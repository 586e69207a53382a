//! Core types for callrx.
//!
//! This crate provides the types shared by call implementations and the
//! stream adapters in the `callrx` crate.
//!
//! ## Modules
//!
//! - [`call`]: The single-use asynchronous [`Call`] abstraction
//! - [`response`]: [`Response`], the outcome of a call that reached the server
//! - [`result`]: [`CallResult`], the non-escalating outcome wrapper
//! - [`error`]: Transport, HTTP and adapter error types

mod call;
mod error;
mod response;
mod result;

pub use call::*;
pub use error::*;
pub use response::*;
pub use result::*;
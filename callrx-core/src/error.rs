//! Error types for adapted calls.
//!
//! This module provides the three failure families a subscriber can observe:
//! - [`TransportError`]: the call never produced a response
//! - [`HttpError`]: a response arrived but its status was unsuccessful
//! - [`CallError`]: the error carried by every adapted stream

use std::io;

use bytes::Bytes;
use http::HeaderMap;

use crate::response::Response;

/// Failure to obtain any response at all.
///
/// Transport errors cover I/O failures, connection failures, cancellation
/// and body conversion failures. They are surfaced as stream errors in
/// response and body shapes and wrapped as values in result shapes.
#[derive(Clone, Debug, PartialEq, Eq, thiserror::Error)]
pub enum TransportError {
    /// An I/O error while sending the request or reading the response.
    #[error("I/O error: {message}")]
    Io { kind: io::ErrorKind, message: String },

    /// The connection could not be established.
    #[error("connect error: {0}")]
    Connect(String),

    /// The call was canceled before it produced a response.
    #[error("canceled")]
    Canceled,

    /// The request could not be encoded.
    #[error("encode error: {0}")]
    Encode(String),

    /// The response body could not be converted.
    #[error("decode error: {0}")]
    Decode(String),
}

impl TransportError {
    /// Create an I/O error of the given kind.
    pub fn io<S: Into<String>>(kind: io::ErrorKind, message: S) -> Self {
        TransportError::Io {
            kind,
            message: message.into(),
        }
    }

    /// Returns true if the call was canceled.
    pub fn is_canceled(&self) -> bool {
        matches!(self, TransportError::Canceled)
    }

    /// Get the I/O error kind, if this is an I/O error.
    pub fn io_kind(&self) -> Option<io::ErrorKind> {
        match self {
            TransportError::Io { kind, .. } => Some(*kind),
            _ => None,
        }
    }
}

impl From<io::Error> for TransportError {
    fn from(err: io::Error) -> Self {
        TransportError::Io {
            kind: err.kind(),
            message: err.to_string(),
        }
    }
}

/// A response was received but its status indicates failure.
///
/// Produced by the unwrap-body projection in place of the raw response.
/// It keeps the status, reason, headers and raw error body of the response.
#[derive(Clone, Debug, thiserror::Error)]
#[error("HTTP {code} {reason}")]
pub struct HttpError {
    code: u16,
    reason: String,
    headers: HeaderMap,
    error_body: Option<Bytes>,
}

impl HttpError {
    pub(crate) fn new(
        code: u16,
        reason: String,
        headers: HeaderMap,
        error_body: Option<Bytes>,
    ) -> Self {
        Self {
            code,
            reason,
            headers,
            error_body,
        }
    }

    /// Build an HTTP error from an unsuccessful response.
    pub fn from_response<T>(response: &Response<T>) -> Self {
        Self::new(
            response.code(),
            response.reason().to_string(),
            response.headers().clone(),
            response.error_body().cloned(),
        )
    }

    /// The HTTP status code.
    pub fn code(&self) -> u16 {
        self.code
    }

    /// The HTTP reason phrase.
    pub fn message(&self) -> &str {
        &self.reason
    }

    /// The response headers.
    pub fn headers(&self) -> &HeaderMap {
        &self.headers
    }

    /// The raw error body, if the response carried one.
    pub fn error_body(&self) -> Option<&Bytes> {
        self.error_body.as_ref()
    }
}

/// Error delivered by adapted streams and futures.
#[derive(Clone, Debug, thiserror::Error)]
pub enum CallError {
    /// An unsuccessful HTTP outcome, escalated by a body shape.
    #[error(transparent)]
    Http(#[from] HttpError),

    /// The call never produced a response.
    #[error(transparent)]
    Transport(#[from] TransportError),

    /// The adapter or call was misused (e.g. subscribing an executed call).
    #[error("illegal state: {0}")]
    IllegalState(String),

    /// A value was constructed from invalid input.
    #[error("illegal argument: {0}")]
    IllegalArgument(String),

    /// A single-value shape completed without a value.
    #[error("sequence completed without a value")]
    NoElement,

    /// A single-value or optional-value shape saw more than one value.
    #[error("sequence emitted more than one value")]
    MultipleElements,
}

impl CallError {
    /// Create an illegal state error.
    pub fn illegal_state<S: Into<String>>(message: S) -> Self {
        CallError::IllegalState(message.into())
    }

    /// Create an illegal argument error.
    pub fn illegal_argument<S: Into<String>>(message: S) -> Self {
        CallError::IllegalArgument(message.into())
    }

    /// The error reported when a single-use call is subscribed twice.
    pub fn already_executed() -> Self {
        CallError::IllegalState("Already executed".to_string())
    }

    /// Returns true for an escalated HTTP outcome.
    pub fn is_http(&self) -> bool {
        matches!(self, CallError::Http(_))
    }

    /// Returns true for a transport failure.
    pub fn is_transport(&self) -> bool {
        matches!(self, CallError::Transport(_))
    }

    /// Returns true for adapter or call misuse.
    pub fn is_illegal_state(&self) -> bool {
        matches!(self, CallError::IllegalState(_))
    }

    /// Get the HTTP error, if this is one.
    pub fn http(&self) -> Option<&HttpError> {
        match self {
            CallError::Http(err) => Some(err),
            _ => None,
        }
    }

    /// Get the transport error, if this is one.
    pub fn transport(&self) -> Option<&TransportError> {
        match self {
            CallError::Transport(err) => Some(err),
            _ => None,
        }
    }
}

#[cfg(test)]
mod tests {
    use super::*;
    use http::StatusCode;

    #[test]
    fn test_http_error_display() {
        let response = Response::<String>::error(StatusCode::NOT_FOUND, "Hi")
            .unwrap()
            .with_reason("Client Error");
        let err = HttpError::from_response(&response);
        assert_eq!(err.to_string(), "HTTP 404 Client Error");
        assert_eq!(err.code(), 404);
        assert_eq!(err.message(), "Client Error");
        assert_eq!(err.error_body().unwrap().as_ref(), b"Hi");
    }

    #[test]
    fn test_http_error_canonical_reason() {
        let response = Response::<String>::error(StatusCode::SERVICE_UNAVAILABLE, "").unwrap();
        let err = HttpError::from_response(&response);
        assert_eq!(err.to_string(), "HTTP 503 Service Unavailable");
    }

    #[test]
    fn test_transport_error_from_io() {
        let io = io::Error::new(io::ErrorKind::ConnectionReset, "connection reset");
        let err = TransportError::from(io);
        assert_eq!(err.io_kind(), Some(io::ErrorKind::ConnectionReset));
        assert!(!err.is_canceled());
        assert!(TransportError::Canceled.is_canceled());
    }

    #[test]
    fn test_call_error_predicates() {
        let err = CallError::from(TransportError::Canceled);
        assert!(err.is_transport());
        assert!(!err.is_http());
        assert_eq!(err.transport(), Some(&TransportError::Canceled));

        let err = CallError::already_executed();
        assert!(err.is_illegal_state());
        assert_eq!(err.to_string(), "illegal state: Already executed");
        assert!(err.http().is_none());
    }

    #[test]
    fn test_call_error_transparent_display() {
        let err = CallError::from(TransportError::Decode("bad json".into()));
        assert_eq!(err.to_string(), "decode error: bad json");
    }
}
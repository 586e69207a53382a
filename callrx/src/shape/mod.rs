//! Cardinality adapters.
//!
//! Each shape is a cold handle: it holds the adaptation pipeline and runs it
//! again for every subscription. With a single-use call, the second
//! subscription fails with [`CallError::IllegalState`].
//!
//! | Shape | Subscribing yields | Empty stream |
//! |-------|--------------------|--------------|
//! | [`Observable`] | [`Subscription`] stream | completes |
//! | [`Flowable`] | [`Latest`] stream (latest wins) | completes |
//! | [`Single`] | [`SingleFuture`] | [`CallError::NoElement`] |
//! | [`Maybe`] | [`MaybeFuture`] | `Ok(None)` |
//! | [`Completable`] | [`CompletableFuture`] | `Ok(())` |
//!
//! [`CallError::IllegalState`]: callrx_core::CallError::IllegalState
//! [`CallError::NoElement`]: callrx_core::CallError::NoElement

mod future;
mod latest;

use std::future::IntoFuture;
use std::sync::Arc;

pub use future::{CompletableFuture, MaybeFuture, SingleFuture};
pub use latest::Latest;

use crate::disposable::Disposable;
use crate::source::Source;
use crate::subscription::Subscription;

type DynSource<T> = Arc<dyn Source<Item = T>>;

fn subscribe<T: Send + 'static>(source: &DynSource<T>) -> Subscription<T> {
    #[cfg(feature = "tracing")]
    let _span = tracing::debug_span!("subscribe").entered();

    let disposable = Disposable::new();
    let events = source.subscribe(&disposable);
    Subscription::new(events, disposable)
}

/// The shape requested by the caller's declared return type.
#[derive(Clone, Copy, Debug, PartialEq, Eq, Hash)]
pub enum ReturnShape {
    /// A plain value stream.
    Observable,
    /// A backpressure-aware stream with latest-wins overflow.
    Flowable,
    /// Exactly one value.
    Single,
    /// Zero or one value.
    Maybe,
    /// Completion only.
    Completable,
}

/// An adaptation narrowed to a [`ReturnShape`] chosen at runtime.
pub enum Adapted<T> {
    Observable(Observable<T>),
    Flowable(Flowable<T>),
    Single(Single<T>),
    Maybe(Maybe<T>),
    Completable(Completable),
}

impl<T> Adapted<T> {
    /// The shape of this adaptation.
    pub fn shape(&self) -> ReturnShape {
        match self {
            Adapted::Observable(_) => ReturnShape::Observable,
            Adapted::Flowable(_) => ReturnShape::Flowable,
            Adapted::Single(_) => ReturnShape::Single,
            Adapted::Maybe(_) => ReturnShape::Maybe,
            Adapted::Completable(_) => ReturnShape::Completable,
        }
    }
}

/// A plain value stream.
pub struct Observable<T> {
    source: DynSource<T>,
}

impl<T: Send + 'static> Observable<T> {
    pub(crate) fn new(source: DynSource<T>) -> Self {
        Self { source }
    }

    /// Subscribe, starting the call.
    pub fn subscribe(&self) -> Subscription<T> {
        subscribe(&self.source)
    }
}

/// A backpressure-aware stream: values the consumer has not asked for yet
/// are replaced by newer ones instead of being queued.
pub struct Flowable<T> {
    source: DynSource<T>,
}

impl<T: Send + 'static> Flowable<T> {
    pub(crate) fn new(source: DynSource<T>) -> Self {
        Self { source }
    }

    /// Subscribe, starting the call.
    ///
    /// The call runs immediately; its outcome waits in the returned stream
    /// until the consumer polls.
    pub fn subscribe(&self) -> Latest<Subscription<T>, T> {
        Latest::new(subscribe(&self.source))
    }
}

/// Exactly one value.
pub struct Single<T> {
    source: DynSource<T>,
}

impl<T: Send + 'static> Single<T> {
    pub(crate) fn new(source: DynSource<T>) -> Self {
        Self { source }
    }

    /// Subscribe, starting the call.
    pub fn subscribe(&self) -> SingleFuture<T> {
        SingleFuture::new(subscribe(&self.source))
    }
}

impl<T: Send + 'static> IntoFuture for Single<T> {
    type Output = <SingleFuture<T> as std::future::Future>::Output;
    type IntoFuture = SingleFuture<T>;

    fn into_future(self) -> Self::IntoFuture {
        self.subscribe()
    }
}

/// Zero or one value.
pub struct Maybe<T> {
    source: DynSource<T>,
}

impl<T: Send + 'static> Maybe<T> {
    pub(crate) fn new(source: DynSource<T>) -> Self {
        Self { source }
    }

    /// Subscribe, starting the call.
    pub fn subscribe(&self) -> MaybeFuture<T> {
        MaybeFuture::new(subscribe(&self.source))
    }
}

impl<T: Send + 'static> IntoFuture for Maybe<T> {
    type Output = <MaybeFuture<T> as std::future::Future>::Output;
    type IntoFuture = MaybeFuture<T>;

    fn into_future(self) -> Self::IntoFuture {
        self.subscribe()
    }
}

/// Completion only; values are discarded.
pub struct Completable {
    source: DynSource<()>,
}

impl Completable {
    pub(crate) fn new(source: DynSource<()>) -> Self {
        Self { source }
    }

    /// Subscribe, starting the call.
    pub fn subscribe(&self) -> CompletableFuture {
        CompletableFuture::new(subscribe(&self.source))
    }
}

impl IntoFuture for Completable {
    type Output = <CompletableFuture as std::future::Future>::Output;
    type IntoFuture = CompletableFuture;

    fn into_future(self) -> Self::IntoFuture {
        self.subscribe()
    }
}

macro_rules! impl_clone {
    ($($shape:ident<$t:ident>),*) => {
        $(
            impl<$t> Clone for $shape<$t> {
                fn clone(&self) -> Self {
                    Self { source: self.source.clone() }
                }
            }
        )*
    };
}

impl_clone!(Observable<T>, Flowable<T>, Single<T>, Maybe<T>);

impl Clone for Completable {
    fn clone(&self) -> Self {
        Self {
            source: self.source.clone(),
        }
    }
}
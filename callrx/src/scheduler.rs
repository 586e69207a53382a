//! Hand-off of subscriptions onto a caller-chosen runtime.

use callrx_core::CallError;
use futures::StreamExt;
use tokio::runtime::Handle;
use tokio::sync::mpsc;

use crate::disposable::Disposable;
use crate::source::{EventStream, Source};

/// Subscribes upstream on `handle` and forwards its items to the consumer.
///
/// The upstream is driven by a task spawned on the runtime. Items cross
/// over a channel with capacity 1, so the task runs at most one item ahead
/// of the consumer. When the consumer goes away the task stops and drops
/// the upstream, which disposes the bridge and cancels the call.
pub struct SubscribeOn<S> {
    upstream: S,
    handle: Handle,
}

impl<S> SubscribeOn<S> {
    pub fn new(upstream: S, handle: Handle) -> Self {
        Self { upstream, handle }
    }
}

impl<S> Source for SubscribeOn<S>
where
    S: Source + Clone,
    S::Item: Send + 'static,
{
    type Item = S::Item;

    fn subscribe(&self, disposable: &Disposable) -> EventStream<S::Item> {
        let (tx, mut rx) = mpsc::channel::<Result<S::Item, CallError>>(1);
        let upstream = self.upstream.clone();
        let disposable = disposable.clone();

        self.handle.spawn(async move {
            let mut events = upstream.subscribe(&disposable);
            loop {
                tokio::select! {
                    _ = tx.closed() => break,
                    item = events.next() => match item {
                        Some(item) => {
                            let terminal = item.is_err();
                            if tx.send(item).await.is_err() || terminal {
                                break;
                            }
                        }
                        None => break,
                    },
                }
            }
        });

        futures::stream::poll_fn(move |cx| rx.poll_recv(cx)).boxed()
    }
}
··········
(REQUIRED WORK) Only the number is wanted: how many lines in the data include the string "runtime"?

(TASK RESULT) 4